A person who goes upon the property of another is either an invitee, licensee, or trespasser. Post v. Lunney,
The importance of the classification is that the owner or controller of the property owes varying degrees of care based on whether the person is an invitee, licensee, or trespasser. The status of the person on the premises of another is generally a question of fact. Heath v. First Baptist Church,
Even if the minor plaintiff were found to be an uninvited licensee, there are disputed facts in the record regarding whether the City exercised the requisite degree of care. An owner or controller of property must refrain from wanton negligence or wilful misconduct which would injure an uninvited licensee, must refrain from intentionally exposing the uninvited licensee to danger, and must warn an uninvited licensee of a defect or condition known to the owner or controller of the land when the danger is not open to ordinary observation by the licensee. Collom v. Holton,
Appellant also presented evidence from which it could be inferred reasonably that the danger was not open to a licensee's ordinary observation. Deponents described the alleyway as being overgrown with weeds and bushes and containing debris. But cf. Libby v. West Coast Rock Co.,
We have not overlooked the fact that appellant pleaded that Michelle was an invitee and that she never pleaded that Michelle was a licensee; however, as discussed above, affidavits and depositions filed in the trial court sufficiently raised the issue of whether the City exercised the degree of care required for the protection of an uninvited licensee. Thus, appellant should not be precluded from proving that Michelle was an uninvited licensee and that the City failed to exercise the degree of care due an uninvited licensee. See McClendon v. Key,
The City also claims that it should have no liability because it did not own, maintain, or control the alley. In support of this factual assertion, the City filed an affidavit of one of its employees which stated that the City had not maintained that alleyway on any regular basis. Further, the affiant alleged that the City occasionally, at the request of a landowner or the public at large, would clean the alley about once every two years. As shown above, the appellant put in issue whether the City maintained and controlled the alleyway. Certainly, appellant presented sufficient evidence to have that question resolved by the trier of fact. Even if the City does not own the property, if it assumed control over the property, it also assumed the responsibility to exercise the requisite degree of care toward the various classes of persons who are on the premises. See Arias v. State Farm Fire & Casualty Co.,
In summary, we conclude that there are material issues of fact regarding the status of Michelle and whether the City exercised the proper duty of care toward her. Accordingly, the summary final judgment is reversed and the matter remanded to the trial court for proceedings consistent with this opinion.

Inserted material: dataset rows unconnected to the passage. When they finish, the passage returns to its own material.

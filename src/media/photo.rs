//! Photo stream reassembly
//!
//! A photo arrives as a run of numbered chunks followed by an end marker:
//!
//! ```text
//!   seq 0: [orientation]? [image bytes...]
//!   seq 1: [image bytes...]
//!   ...
//!   seq n: [image bytes...]
//!   0xFF 0xFF
//! ```
//!
//! The orientation byte is only present on [`ProtocolVariant::Oriented`]
//! firmware. Chunks must arrive strictly in order. Any gap, duplicate or
//! reordering throws the whole frame away and the reassembler waits for the
//! next sequence 0; a broken photo is useless, so there is nothing to gain
//! from keeping part of it.

use bytes::{Bytes, BytesMut};

use super::frame::{now_millis, PhotoFrame};
use crate::protocol::{Chunk, ProtocolVariant};
use crate::stats::StreamStats;

#[derive(Debug)]
enum PhotoState {
    /// Waiting for sequence 0
    Idle,
    /// Collecting a frame
    Accumulating {
        last_sequence: u16,
        orientation: Option<u8>,
        buffer: BytesMut,
    },
}

/// Photo stream state machine
///
/// Owns the single in-flight frame of the photo characteristic. Driven by
/// one consumer, so no locking is needed.
#[derive(Debug)]
pub struct PhotoReassembler {
    variant: ProtocolVariant,
    state: PhotoState,
    stats: StreamStats,
}

impl PhotoReassembler {
    /// Create a reassembler for a connection using `variant`
    pub fn new(variant: ProtocolVariant) -> Self {
        Self {
            variant,
            state: PhotoState::Idle,
            stats: StreamStats::new(),
        }
    }

    /// Protocol variant this reassembler was created with
    pub fn variant(&self) -> ProtocolVariant {
        self.variant
    }

    /// Check if no frame is in progress
    pub fn is_idle(&self) -> bool {
        matches!(self.state, PhotoState::Idle)
    }

    /// Bytes buffered for the in-progress frame
    pub fn buffered_len(&self) -> usize {
        match &self.state {
            PhotoState::Idle => 0,
            PhotoState::Accumulating { buffer, .. } => buffer.len(),
        }
    }

    /// Reassembly counters
    pub fn stats(&self) -> &StreamStats {
        &self.stats
    }

    /// Decode and process a raw notification
    pub fn push_notification(&mut self, raw: Bytes) -> Option<PhotoFrame> {
        self.stats.notifications += 1;

        match Chunk::decode(raw) {
            Some(chunk) => self.push(chunk),
            None => {
                self.stats.malformed += 1;
                tracing::trace!("Dropping malformed photo notification");
                None
            }
        }
    }

    /// Process a decoded chunk
    ///
    /// Returns the completed photo when `chunk` is the end marker of an
    /// intact frame.
    pub fn push(&mut self, chunk: Chunk) -> Option<PhotoFrame> {
        match (std::mem::replace(&mut self.state, PhotoState::Idle), chunk) {
            (PhotoState::Idle, Chunk::End) => None,
            (
                PhotoState::Idle,
                Chunk::Data {
                    sequence: 0,
                    payload,
                },
            ) => {
                self.start(payload);
                None
            }
            (PhotoState::Idle, Chunk::Data { sequence, .. }) => {
                self.stats.chunks_dropped += 1;
                tracing::trace!(sequence = sequence, "Ignoring photo chunk while idle");
                None
            }
            (
                PhotoState::Accumulating {
                    orientation,
                    buffer,
                    ..
                },
                Chunk::End,
            ) => {
                Some(self.finish(orientation, buffer))
            }
            (
                PhotoState::Accumulating {
                    last_sequence,
                    orientation,
                    mut buffer,
                },
                Chunk::Data { sequence, payload },
            ) => {
                if last_sequence.checked_add(1) == Some(sequence) {
                    buffer.extend_from_slice(&payload);
                    self.stats.bytes_buffered += payload.len() as u64;
                    self.state = PhotoState::Accumulating {
                        last_sequence: sequence,
                        orientation,
                        buffer,
                    };
                } else {
                    self.stats.frames_dropped += 1;
                    tracing::warn!(
                        expected = last_sequence as u32 + 1,
                        received = sequence,
                        discarded = buffer.len(),
                        "Photo sequence broken, dropping frame"
                    );
                }
                None
            }
        }
    }

    /// Abandon the in-progress frame, if any
    ///
    /// Used on disconnect. No completion is emitted.
    pub fn reset(&mut self) {
        if let PhotoState::Accumulating { buffer, .. } =
            std::mem::replace(&mut self.state, PhotoState::Idle)
        {
            self.stats.frames_dropped += 1;
            tracing::debug!(discarded = buffer.len(), "Abandoning partial photo");
        }
    }

    fn start(&mut self, mut payload: Bytes) {
        let orientation = if self.variant.has_orientation_byte() && !payload.is_empty() {
            let code = payload[0];
            payload = payload.slice(1..);
            Some(code)
        } else {
            None
        };

        let mut buffer = BytesMut::with_capacity(payload.len() * 32);
        buffer.extend_from_slice(&payload);
        self.stats.bytes_buffered += payload.len() as u64;

        tracing::trace!(orientation = ?orientation, "Photo frame started");

        self.state = PhotoState::Accumulating {
            last_sequence: 0,
            orientation,
            buffer,
        };
    }

    fn finish(&mut self, orientation: Option<u8>, buffer: BytesMut) -> PhotoFrame {
        let rotation = self.variant.rotation(orientation);
        let frame = PhotoFrame::new(buffer.freeze(), rotation, now_millis());

        self.stats.frames_completed += 1;
        tracing::debug!(
            size = frame.size(),
            rotation = %frame.rotation,
            "Photo received"
        );

        frame
    }
}

#[cfg(test)]
mod tests {
    use super::*;
    use crate::protocol::Rotation;

    fn feed(r: &mut PhotoReassembler, chunks: Vec<Chunk>) -> Vec<PhotoFrame> {
        chunks.into_iter().filter_map(|c| r.push(c)).collect()
    }

    #[test]
    fn test_oriented_frame() {
        let mut r = PhotoReassembler::new(ProtocolVariant::Oriented);
        let frames = feed(
            &mut r,
            vec![
                Chunk::data(0, vec![0x02, 0xFF, 0xD8]),
                Chunk::data(1, vec![0x01, 0x02]),
                Chunk::data(2, vec![0xFF, 0xD9]),
                Chunk::End,
            ],
        );

        assert_eq!(frames.len(), 1);
        assert_eq!(&frames[0].data[..], &[0xFF, 0xD8, 0x01, 0x02, 0xFF, 0xD9]);
        assert_eq!(frames[0].rotation, Rotation::Deg180);
        assert!(frames[0].timestamp > 0);
        assert!(r.is_idle());
        assert_eq!(r.stats().frames_completed, 1);
    }

    #[test]
    fn test_legacy_frame_keeps_first_byte() {
        let mut r = PhotoReassembler::new(ProtocolVariant::Legacy);
        let frames = feed(
            &mut r,
            vec![
                Chunk::data(0, vec![0x00, 0xAA]),
                Chunk::data(1, vec![0xBB]),
                Chunk::End,
            ],
        );

        assert_eq!(frames.len(), 1);
        assert_eq!(&frames[0].data[..], &[0x00, 0xAA, 0xBB]);
        assert_eq!(frames[0].rotation, Rotation::Deg180);
    }

    #[test]
    fn test_orientation_codes() {
        for (code, expected) in [
            (0u8, Rotation::Deg0),
            (1, Rotation::Deg90),
            (2, Rotation::Deg180),
            (3, Rotation::Deg270),
        ] {
            let mut r = PhotoReassembler::new(ProtocolVariant::Oriented);
            let frames = feed(&mut r, vec![Chunk::data(0, vec![code, 0x10]), Chunk::End]);
            assert_eq!(frames[0].rotation, expected);
            assert_eq!(&frames[0].data[..], &[0x10]);
        }
    }

    #[test]
    fn test_sequence_break_discards_frame() {
        let mut r = PhotoReassembler::new(ProtocolVariant::Oriented);
        let frames = feed(
            &mut r,
            vec![
                Chunk::data(0, vec![0x00, 0x01]),
                Chunk::data(1, vec![0x02]),
                Chunk::data(3, vec![0x04]), // skipped 2
                Chunk::data(4, vec![0x05]),
                Chunk::End,
            ],
        );

        assert!(frames.is_empty());
        assert!(r.is_idle());
        assert_eq!(r.stats().frames_dropped, 1);
        assert_eq!(r.stats().chunks_dropped, 1);
    }

    #[test]
    fn test_recovers_after_break() {
        let mut r = PhotoReassembler::new(ProtocolVariant::Oriented);
        let frames = feed(
            &mut r,
            vec![
                Chunk::data(0, vec![0x00, 0x01]),
                Chunk::data(2, vec![0x02]),
                Chunk::data(0, vec![0x01, 0x0A]),
                Chunk::data(1, vec![0x0B]),
                Chunk::End,
            ],
        );

        assert_eq!(frames.len(), 1);
        assert_eq!(&frames[0].data[..], &[0x0A, 0x0B]);
        assert_eq!(frames[0].rotation, Rotation::Deg90);
    }

    #[test]
    fn test_breaking_chunk_zero_is_not_a_restart() {
        // A sequence 0 that breaks a frame is dropped, not treated as a new start
        let mut r = PhotoReassembler::new(ProtocolVariant::Legacy);
        let frames = feed(
            &mut r,
            vec![
                Chunk::data(0, vec![0x01]),
                Chunk::data(1, vec![0x02]),
                Chunk::data(0, vec![0x03]),
                Chunk::data(1, vec![0x04]),
                Chunk::End,
            ],
        );

        assert!(frames.is_empty());
        assert!(r.is_idle());
    }

    #[test]
    fn test_duplicate_chunk_is_a_break() {
        let mut r = PhotoReassembler::new(ProtocolVariant::Legacy);
        let frames = feed(
            &mut r,
            vec![
                Chunk::data(0, vec![0x01]),
                Chunk::data(1, vec![0x02]),
                Chunk::data(1, vec![0x02]),
                Chunk::End,
            ],
        );

        assert!(frames.is_empty());
        assert_eq!(r.stats().frames_dropped, 1);
    }

    #[test]
    fn test_sequence_wraparound_is_a_break() {
        let mut r = PhotoReassembler::new(ProtocolVariant::Legacy);
        for sequence in 0..=u16::MAX {
            assert!(r.push(Chunk::data(sequence, vec![0x01])).is_none());
        }
        assert_eq!(r.buffered_len(), 65536);

        // 65535 -> 0 does not continue the frame
        assert!(r.push(Chunk::data(0, vec![0x02])).is_none());
        assert!(r.is_idle());
        assert!(r.push(Chunk::End).is_none());
        assert_eq!(r.stats().frames_dropped, 1);
        assert_eq!(r.stats().frames_completed, 0);
    }

    #[test]
    fn test_idle_ignores_end_and_non_zero() {
        let mut r = PhotoReassembler::new(ProtocolVariant::Oriented);
        assert!(r.push(Chunk::End).is_none());
        assert!(r.push(Chunk::data(5, vec![0x01])).is_none());
        assert!(r.is_idle());
        assert_eq!(r.buffered_len(), 0);
    }

    #[test]
    fn test_empty_first_chunk_on_oriented_firmware() {
        let mut r = PhotoReassembler::new(ProtocolVariant::Oriented);
        let frames = feed(
            &mut r,
            vec![
                Chunk::data(0, Vec::<u8>::new()),
                Chunk::data(1, vec![0x42]),
                Chunk::End,
            ],
        );

        assert_eq!(&frames[0].data[..], &[0x42]);
        assert_eq!(frames[0].rotation, Rotation::Deg0);
    }

    #[test]
    fn test_push_notification_counts_malformed() {
        let mut r = PhotoReassembler::new(ProtocolVariant::Legacy);
        assert!(r.push_notification(Bytes::from_static(&[0x00])).is_none());
        let partial = r.push_notification(Bytes::from_static(&[0x00, 0x00, 0xAB]));
        assert!(partial.is_none());
        let frame = r.push_notification(Bytes::from_static(&[0xFF, 0xFF])).unwrap();

        assert_eq!(&frame.data[..], &[0xAB]);
        assert_eq!(r.stats().notifications, 3);
        assert_eq!(r.stats().malformed, 1);
    }

    #[test]
    fn test_reset_abandons_partial() {
        let mut r = PhotoReassembler::new(ProtocolVariant::Legacy);
        r.push(Chunk::data(0, vec![0x01, 0x02]));
        assert_eq!(r.buffered_len(), 2);

        r.reset();
        assert!(r.is_idle());
        assert!(r.push(Chunk::End).is_none());
        assert_eq!(r.stats().frames_dropped, 1);
    }

    #[test]
    fn test_back_to_back_frames() {
        let mut r = PhotoReassembler::new(ProtocolVariant::Oriented);
        let frames = feed(
            &mut r,
            vec![
                Chunk::data(0, vec![0x00, 0x01]),
                Chunk::End,
                Chunk::data(0, vec![0x03, 0x02]),
                Chunk::data(1, vec![0x03]),
                Chunk::End,
            ],
        );

        assert_eq!(frames.len(), 2);
        assert_eq!(frames[1].rotation, Rotation::Deg270);
        assert_eq!(&frames[1].data[..], &[0x02, 0x03]);
    }
}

*1074 Finally, we note that appellant filed a motion for rehearing and a motion for leave to amend her complaint based upon a letter from the Hillsborough County Property Appraiser's Office which stated that the City owned the alley in question. Appellant, therefore, sought to amend the complaint to add the allegation that the City not only maintained and controlled the alleyway but also owned the alleyway. Because this matter is being remanded to the trial court for further proceedings, appellant should be permitted to amend her complaint to allege City ownership of the alley.
Reversed and remanded.
RYDER, A.C.J., and THREADGILL, J., concur.
NOTES
Notes
[1] A person also could be a business invitee, but appellant's minor child, under no set of facts, could be classified as such.